On the graduate level, 2004 marked the kickoff of the Fuqua/Coach K Center of Leadership and Ethics--a brand new enterprise in the business school designed to connect a host of courses, conferences, research projects, and training events on leadership and ethics already under way or being developed. Duke men's basketball coach Mike Krzyzewski, author of The New York Times' business best seller Leading with the Heart, will teach at the center during the off-season.

The variety of approaches offered at Duke could be viewed as a microcosm of the way leadership is viewed and taught around the country. The schools of thought on the subject--its true nature and whether it is an innate characteristic or a teachable skill--are legion. A raft of books on the topic has emerged in the last decade and a half, and a burgeoning demand for how-to workshops, seminars, retreats, and immersion programs for both for-profit and nonprofit leaders and would-be leaders has created a veritable leadership industry. The Center for Creative Leadership (CCL)--for the last three years, named as the top source for leadership education on the planet by Business Week--is now a $60-million operation with some 500 staff members and offices in La Jolla, Colorado Springs, Brussels, and Singapore, in addition to its headquarters in Greensboro, North Carolina.

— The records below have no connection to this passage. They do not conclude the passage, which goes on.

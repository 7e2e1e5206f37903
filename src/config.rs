//! # Configuration
//!
//! Environment-aware configuration loading for the runtime core.
//!
//! ## Overview
//!
//! Typed configuration with safe defaults, merged from an optional YAML file
//! per environment plus `FLOWGATE__*` environment-variable overrides.
//! Environment detection follows `FLOWGATE_ENV`, then `APP_ENV`, defaulting
//! to `development`. Loading validates the merged result before handing it
//! out; an invalid configuration never escapes the loader.

use config::{Config, Environment, File};
use serde::{Deserialize, Serialize};
use std::path::PathBuf;
use std::sync::Arc;
use thiserror::Error;
use tracing::debug;

use crate::error::CoreError;

/// Bounds for one message source's worker pool.
#[derive(Debug, Clone, PartialEq, Eq, Serialize, Deserialize)]
#[serde(default)]
pub struct ThreadingProfileConfig {
    /// Maximum phase units in flight at once on this pool.
    pub max_concurrent_units: usize,
}

impl Default for ThreadingProfileConfig {
    fn default() -> Self {
        Self {
            max_concurrent_units: 16,
        }
    }
}

/// Connector notification publishing settings.
#[derive(Debug, Clone, PartialEq, Eq, Serialize, Deserialize)]
#[serde(default)]
pub struct NotificationConfig {
    /// Capacity of the broadcast channel behind the publisher.
    pub channel_capacity: usize,
}

impl Default for NotificationConfig {
    fn default() -> Self {
        Self {
            channel_capacity: 256,
        }
    }
}

/// Top-level runtime core configuration.
#[derive(Debug, Clone, PartialEq, Eq, Serialize, Deserialize, Default)]
#[serde(default)]
pub struct CoreConfig {
    pub threading: ThreadingProfileConfig,
    pub notifications: NotificationConfig,
}

impl CoreConfig {
    pub fn validate(&self) -> Result<(), ConfigurationError> {
        if self.threading.max_concurrent_units == 0 {
            return Err(ConfigurationError::invalid_value(
                "threading.max_concurrent_units",
                "must be at least 1",
            ));
        }
        if self.notifications.channel_capacity == 0 {
            return Err(ConfigurationError::invalid_value(
                "notifications.channel_capacity",
                "must be at least 1",
            ));
        }
        Ok(())
    }
}

/// Configuration loading and validation failures.
#[derive(Debug, Clone, Error)]
pub enum ConfigurationError {
    #[error("Invalid value for '{key}': {reason}")]
    InvalidValue { key: String, reason: String },

    #[error("Cannot load configuration: {reason}")]
    LoadFailed { reason: String },
}

impl ConfigurationError {
    pub fn invalid_value(key: impl Into<String>, reason: impl Into<String>) -> Self {
        Self::InvalidValue {
            key: key.into(),
            reason: reason.into(),
        }
    }

    pub fn load_failed(reason: impl Into<String>) -> Self {
        Self::LoadFailed {
            reason: reason.into(),
        }
    }
}

impl From<ConfigurationError> for CoreError {
    fn from(err: ConfigurationError) -> Self {
        CoreError::ConfigurationError(err.to_string())
    }
}

/// Loads and owns the merged configuration for one process.
#[derive(Debug)]
pub struct ConfigManager {
    config: CoreConfig,
    environment: String,
}

impl ConfigManager {
    /// Load with environment auto-detection and no config directory.
    pub fn load() -> Result<Arc<ConfigManager>, ConfigurationError> {
        Self::load_from_directory(None)
    }

    /// Load from an optional config directory with auto-detected
    /// environment.
    pub fn load_from_directory(
        config_dir: Option<PathBuf>,
    ) -> Result<Arc<ConfigManager>, ConfigurationError> {
        let environment = Self::detect_environment();
        Self::load_from_directory_with_env(config_dir, &environment)
    }

    /// Load from an optional config directory with an explicit environment.
    ///
    /// Useful in tests that must not mutate process environment variables.
    pub fn load_from_directory_with_env(
        config_dir: Option<PathBuf>,
        environment: &str,
    ) -> Result<Arc<ConfigManager>, ConfigurationError> {
        let defaults = Config::try_from(&CoreConfig::default())
            .map_err(|err| ConfigurationError::load_failed(err.to_string()))?;

        let mut builder = Config::builder().add_source(defaults);
        if let Some(dir) = &config_dir {
            builder = builder
                .add_source(File::from(dir.join("flowgate.yaml")).required(false))
                .add_source(
                    File::from(dir.join(format!("flowgate.{environment}.yaml"))).required(false),
                );
        }
        builder = builder.add_source(Environment::with_prefix("FLOWGATE").separator("__"));

        let config: CoreConfig = builder
            .build()
            .map_err(|err| ConfigurationError::load_failed(err.to_string()))?
            .try_deserialize()
            .map_err(|err| ConfigurationError::load_failed(err.to_string()))?;

        config.validate()?;

        debug!(
            environment = environment,
            max_concurrent_units = config.threading.max_concurrent_units,
            "Configuration loaded"
        );

        Ok(Arc::new(ConfigManager {
            config,
            environment: environment.to_string(),
        }))
    }

    fn detect_environment() -> String {
        std::env::var("FLOWGATE_ENV")
            .or_else(|_| std::env::var("APP_ENV"))
            .unwrap_or_else(|_| "development".to_string())
    }

    pub fn config(&self) -> &CoreConfig {
        &self.config
    }

    pub fn environment(&self) -> &str {
        &self.environment
    }
}

#[cfg(test)]
mod tests {
    use super::*;
    use std::fs;
    use tempfile::TempDir;

    #[test]
    fn test_defaults_are_valid() {
        let config = CoreConfig::default();
        assert!(config.validate().is_ok());
        assert_eq!(config.threading.max_concurrent_units, 16);
        assert_eq!(config.notifications.channel_capacity, 256);
    }

    #[test]
    fn test_zero_pool_bound_is_rejected() {
        let config = CoreConfig {
            threading: ThreadingProfileConfig {
                max_concurrent_units: 0,
            },
            ..CoreConfig::default()
        };
        let err = config.validate().unwrap_err();
        assert!(err.to_string().contains("max_concurrent_units"));
    }

    #[test]
    fn test_load_without_directory_uses_defaults() {
        let manager = ConfigManager::load_from_directory_with_env(None, "test").unwrap();
        assert_eq!(manager.environment(), "test");
        assert_eq!(manager.config(), &CoreConfig::default());
    }

    #[test]
    fn test_environment_file_overrides_base_file() {
        let dir = TempDir::new().unwrap();
        fs::write(
            dir.path().join("flowgate.yaml"),
            "threading:\n  max_concurrent_units: 4\n",
        )
        .unwrap();
        fs::write(
            dir.path().join("flowgate.test.yaml"),
            "threading:\n  max_concurrent_units: 2\n",
        )
        .unwrap();

        let manager =
            ConfigManager::load_from_directory_with_env(Some(dir.path().to_path_buf()), "test")
                .unwrap();
        assert_eq!(manager.config().threading.max_concurrent_units, 2);
        // Untouched sections keep their defaults.
        assert_eq!(manager.config().notifications.channel_capacity, 256);
    }

    #[test]
    fn test_invalid_file_value_fails_validation() {
        let dir = TempDir::new().unwrap();
        fs::write(
            dir.path().join("flowgate.yaml"),
            "threading:\n  max_concurrent_units: 0\n",
        )
        .unwrap();

        let err =
            ConfigManager::load_from_directory_with_env(Some(dir.path().to_path_buf()), "test")
                .unwrap_err();
        assert!(matches!(err, ConfigurationError::InvalidValue { .. }));
    }
}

Nevertheless, the terms of the game remain elusive, and the answers to the question, Can leadership be taught? vary widely, even among experts at Duke and alumni working in the field of leadership training. Recent theorists have come to focus less on the personality characteristics and traits that make a good leader (the leaders-are-born-not-made theory) in deference to a more relationship-based outlook that suggests it is the attention and care leaders bring to their interactions with followers that define effective leadership.

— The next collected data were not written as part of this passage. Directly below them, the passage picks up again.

//! # Flow Processing Phase
//!
//! The asynchronous phase that routes one message through the flow.
//!
//! ## Overview
//!
//! For every inbound message the phase fires the received notification,
//! applies the source policies that match the message source, executes the
//! flow through the [`ExecutionTemplate`] under the context's transaction
//! and exception-handler semantics, and delivers the success or failure
//! response back to the source. Every path ends in exactly one
//! [`PhaseResultNotifier`] signal.
//!
//! ## Concurrency placement
//!
//! If the source supports asynchronous completion, the whole
//! received-to-responding sequence is submitted to the source's worker pool
//! as one unit and the caller returns immediately; otherwise the unit runs
//! on the calling task. Nothing escapes the unit of work: scheduling
//! failures and processing failures alike are funnelled through the
//! notifier.

use async_trait::async_trait;
use std::sync::Arc;
use tracing::{debug, error};

use crate::event::Event;
use crate::execution::ExecutionTemplate;
use crate::messaging::MessagingError;
use crate::notification::{NotificationKind, NotificationPublisher};
use crate::phase::context::{MessageProcessContext, MessageSource};
use crate::phase::notifier::{PhaseResultNotifier, ResponseCompletion};
use crate::phase::{MessagePhase, PhaseRank, PhaseState};
use crate::policy::{ComponentIdentifier, PolicyRegistry, SourcePolicyDecision};

/// Supplies the inbound event and routes it through the target flow.
#[async_trait]
pub trait FlowProcessingTemplate: Send + Sync {
    fn inbound_event(&self) -> Event;

    async fn route_event(&self, event: Event) -> Result<Event, MessagingError>;
}

/// The phase state machine driving one message through the flow.
pub struct FlowProcessingPhase {
    policies: Arc<PolicyRegistry>,
    notifications: NotificationPublisher,
}

impl MessagePhase for FlowProcessingPhase {
    fn name(&self) -> &str {
        "flow-processing"
    }

    fn rank(&self) -> PhaseRank {
        PhaseRank::FlowProcessing
    }
}

impl FlowProcessingPhase {
    pub fn new(policies: Arc<PolicyRegistry>, notifications: NotificationPublisher) -> Self {
        Self {
            policies,
            notifications,
        }
    }

    /// Process one message, signalling `notifier` exactly once.
    pub async fn run_phase(
        &self,
        template: Arc<dyn FlowProcessingTemplate>,
        context: MessageProcessContext,
        notifier: PhaseResultNotifier,
    ) {
        let source = Arc::clone(context.source());
        if source.supports_asynchronous_processing() {
            // Reserve before the work (and the notifier inside it) is built,
            // so a scheduling failure can still reach the notifier.
            match source.work_scheduler().reserve() {
                Ok(permit) => {
                    let work = Self::flow_execution_work(
                        Arc::clone(&self.policies),
                        self.notifications.clone(),
                        template,
                        context,
                        notifier,
                    );
                    permit.submit(Box::pin(work));
                }
                Err(scheduling_error) => {
                    error!(
                        flow = context.flow_name(),
                        error = %scheduling_error,
                        "Failed to schedule flow execution work"
                    );
                    notifier.failure(scheduling_error.into());
                }
            }
        } else {
            Self::flow_execution_work(
                Arc::clone(&self.policies),
                self.notifications.clone(),
                template,
                context,
                notifier,
            )
            .await;
        }
    }

    async fn flow_execution_work(
        policies: Arc<PolicyRegistry>,
        notifications: NotificationPublisher,
        template: Arc<dyn FlowProcessingTemplate>,
        context: MessageProcessContext,
        notifier: PhaseResultNotifier,
    ) {
        let source = Arc::clone(context.source());
        let source_id = source.component_identifier();
        let flow_name = context.flow_name().to_string();

        let inbound = template.inbound_event();
        debug!(
            flow = %flow_name,
            state = %PhaseState::Received,
            correlation_id = inbound.correlation_id(),
            "Flow processing phase transition"
        );
        notifications.notify(NotificationKind::MessageReceived, &inbound, &source_id);

        let execution = ExecutionTemplate::new(
            context.transaction_config().clone(),
            Arc::clone(context.exception_handler()),
        );

        let routed = {
            let template = Arc::clone(&template);
            let policies = Arc::clone(&policies);
            let source_id = source_id.clone();
            let flow_name = flow_name.clone();
            execution
                .execute(inbound, move |event| async move {
                    let decision = apply_source_policies(&policies, &source_id, event)?;
                    debug!(
                        flow = %flow_name,
                        state = %PhaseState::PolicyApplied,
                        "Flow processing phase transition"
                    );
                    match decision {
                        SourcePolicyDecision::ShortCircuit(event) => Ok(event),
                        SourcePolicyDecision::Proceed(event) => {
                            let response = template.route_event(event).await?;
                            debug!(
                                flow = %flow_name,
                                state = %PhaseState::Routed,
                                "Flow processing phase transition"
                            );
                            Ok(response)
                        }
                    }
                })
                .await
        };

        debug!(
            flow = %flow_name,
            state = %PhaseState::Responding,
            success = routed.is_ok(),
            "Flow processing phase transition"
        );

        match routed {
            Ok(response) => {
                notifications.notify(NotificationKind::MessageResponse, &response, &source_id);
                let completion = ResponseCompletion::for_response(
                    notifier,
                    Arc::clone(context.exception_handler()),
                );
                source.send_response_to_client(response, completion).await;
            }
            Err(failure) => {
                notifications.notify(
                    NotificationKind::MessageErrorResponse,
                    failure.event(),
                    &source_id,
                );
                let completion = ResponseCompletion::for_failure_response(notifier);
                source.send_failure_response_to_client(failure, completion).await;
            }
        }
    }
}

/// Apply every registered policy matching the source to the event.
///
/// Works against a snapshot of the registry; instances attach to the event
/// in registration order. A short-circuit decision stops the pass and skips
/// routing.
fn apply_source_policies(
    policies: &PolicyRegistry,
    source_id: &ComponentIdentifier,
    event: Event,
) -> Result<SourcePolicyDecision, MessagingError> {
    let mut current = event;
    for policy in policies.snapshot() {
        if !policy.applies_to_source(source_id) {
            continue;
        }
        let instance = policy.create_source_policy_instance(source_id);
        // The pre-hook sees a fresh envelope around the shared message.
        let policy_event = Event::builder(current.context_arc())
            .message_arc(current.message_arc())
            .build();
        match instance.process_source_pre(policy_event)? {
            SourcePolicyDecision::Proceed(result) => {
                instance.attach_event(result);
                current = current
                    .to_builder()
                    .attach_policy_instance(instance)
                    .build();
            }
            SourcePolicyDecision::ShortCircuit(result) => {
                debug!(
                    policy = instance.policy_name(),
                    source = %source_id,
                    "Source policy short-circuited the flow"
                );
                instance.attach_event(result.clone());
                return Ok(SourcePolicyDecision::ShortCircuit(result));
            }
        }
    }
    Ok(SourcePolicyDecision::Proceed(current))
}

Fisher: Before Hart Leadership Program,

 Fisher: Before Hart Leadership Program, "I lived in a bubble". Photo: Les Todd

 

"Leadership is 90 percent people skills and about 10 percent functional skills," says Barbara Demarest '83, a CCL executive. "A leader must be a learner, and, increasingly, he or she must know what other people in the organization bring to the table and be able to create relationships among them, so that the whole is greater than the sum of its parts." Demarest says that CCL does not have a party line on what makes a good leader. "It's more complex than a simple list of characteristics," she says.†"We work out of an adult-education model, focusing on developing the leader and the organization's capacity for leadership.†Most of our work is with people who consider themselves good leaders, and our job is to help them become better."

CCL is probably best known for the series of diagnostic tests, interviews, and feedback tools that it employs to help individual clients and leadership teams assess their strengths and weaknesses. The organization has worked with Fortune 100 companies; federal agencies, including the military and the CIA; large nongovernmental organizations; school systems; and the governments of Canada and Scotland, among others.

Nancy Cardwell '69, who writes books on leadership, also subscribes to the idea that a good leader is someone who takes the time to listen and learn from his or her colleagues. "What leaders do is teach," she says, "and they must be constantly learning at the same time. You can't send in consultants to get the feedback or engage in the dialogue with staff. You have to be there." Cardwell, a former news editor and assistant managing editor at The Wall Street Journal, served as project manager and writer for The Leadership Engine: How Winning Companies Build Leaders at Every Level and The Cycle of Leadership--both books based on the research of Noel Tichy, a professor of organizational behavior and human-resource management at the University of Michigan Business School.

Cardwell argues that the relentless demand for learning and rapid adjustment in contemporary organizations has fundamentally changed our understanding of what leadership is. "The world is moving so much more quickly, particularly with technology. In the past, a company could thrive on a single good idea for fifteen or twenty years. Now any good idea can be copied almost instantly. You can't leave people sitting in place. A leader must have a plan and a way to describe it that keeps people moving."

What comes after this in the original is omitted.